Bah Alors ?

"Boyhood" (2014)

04 septembre 2020
de Ibrahim Berbar

À ceux qui estimaient que le cinéma dorénavant vénérable centenaire ne pouvait plus innover, qu’il avait exploré, expérimenté et pour finir épuisé toutes les voies possibles, “Boyhood” de Richard Linklater aura apporté en 2014 un éclatant démenti. Belle, simple et lumineuse comme l’oeuf de Colomb, l’idée du cinéaste américain était la suivante : afin de suivre l’évolution d’un jeune garçon, depuis sa petite enfance jusqu’à son entrée à l’Université, il s’organisa pour filmer, durant l’été, quelques jours seulement, douze années durant.
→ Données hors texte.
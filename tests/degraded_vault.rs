// Without a functional vault the gate keeps answering: every operation that
// needs a key fails with a vault error and nothing reaches the
// authenticator.

use std::sync::Arc;

use biogate::{
    AuthOutcome, BioGate, CryptoAlgorithm, GateConfig, GateError, KeyVault, SimulatedAuthenticator,
    UnavailableVault, VaultError,
};

#[test]
fn test_unavailable_vault_reports_exception() {
    let sim = SimulatedAuthenticator::approving();
    let gate = BioGate::new(Arc::new(UnavailableVault), Arc::new(sim.clone()));
    assert!(!gate.vault().is_functional());

    for algorithm in [CryptoAlgorithm::Aes, CryptoAlgorithm::Ecies] {
        let outcome = gate.encode_blocking("secret", "alias", algorithm);
        assert_eq!(
            outcome,
            AuthOutcome::Exception(GateError::Vault(VaultError::Unavailable))
        );
    }
    assert_eq!(sim.attempts(), 0);

    // Readiness does not depend on the vault.
    assert_eq!(gate.current_readiness(), AuthOutcome::Ready);
}

#[test]
fn test_unopenable_vault_path_degrades() {
    let dir = tempfile::tempdir().unwrap();
    let blocker = dir.path().join("not-a-dir");
    std::fs::write(&blocker, b"file").unwrap();

    let config = GateConfig {
        vault_path: Some(blocker.join("keys.json")),
        ..GateConfig::default()
    };
    let gate = BioGate::from_config(&config, Arc::new(SimulatedAuthenticator::approving())).unwrap();
    assert!(!gate.vault().is_functional());

    let outcome = gate.encode_blocking("secret", "alias", CryptoAlgorithm::Aes);
    assert!(matches!(
        outcome,
        AuthOutcome::Exception(GateError::Vault(VaultError::Unavailable))
    ));
}

#[test]
fn test_unwritable_audit_path_is_a_config_error() {
    let dir = tempfile::tempdir().unwrap();
    let config = GateConfig {
        audit_log_path: Some(dir.path().join("missing").join("audit.jsonl")),
        ..GateConfig::default()
    };
    let result = BioGate::from_config(&config, Arc::new(SimulatedAuthenticator::approving()));
    assert!(matches!(result, Err(GateError::Config(_))));
}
Si le processus était sans risque pour ce qui était d’Ethan Hawke et de Patricia Arquette, acteurs professionnels qui dans “Boyhood” interprètent les parents du jeune garçon, il n’en allait pas de même avec celui-ci, qui eût pu, pour diverses raisons, faire défection à tout moment.

 

Il n’en a pas été ainsi, ce qui fait que le film achevé est aussi délectable que le processus aura été ingénieux. C’est à noter, car tant de bons scénarios sont naufragés sur l’écran. Il est vrai que Linklater n’est pas dénué d’une certaine pratique de cinéma dans la durée, quoique de façon toute différente, puisqu’il avait, classiquement mais avec une belle ténacité suivi les pérégrinations amoureuses du couple Ethan Hawke - Julie Delpy au cours de la trilogie “Before sunshine” (1995) - “Before sunset” (2004) - “Before midnight” (2013). Si ce tryptique sentimental est touchant, “Boyhood”, en revanche, est bouleversant. Rarement aura-t-on aussi bien déplié - et jamais à ce jour sur celluloïd - les tenants et les aboutissants, les instants cruciaux dans l’évolution intellectuelle et sentimentale d’un garçon - devenu un jeune homme.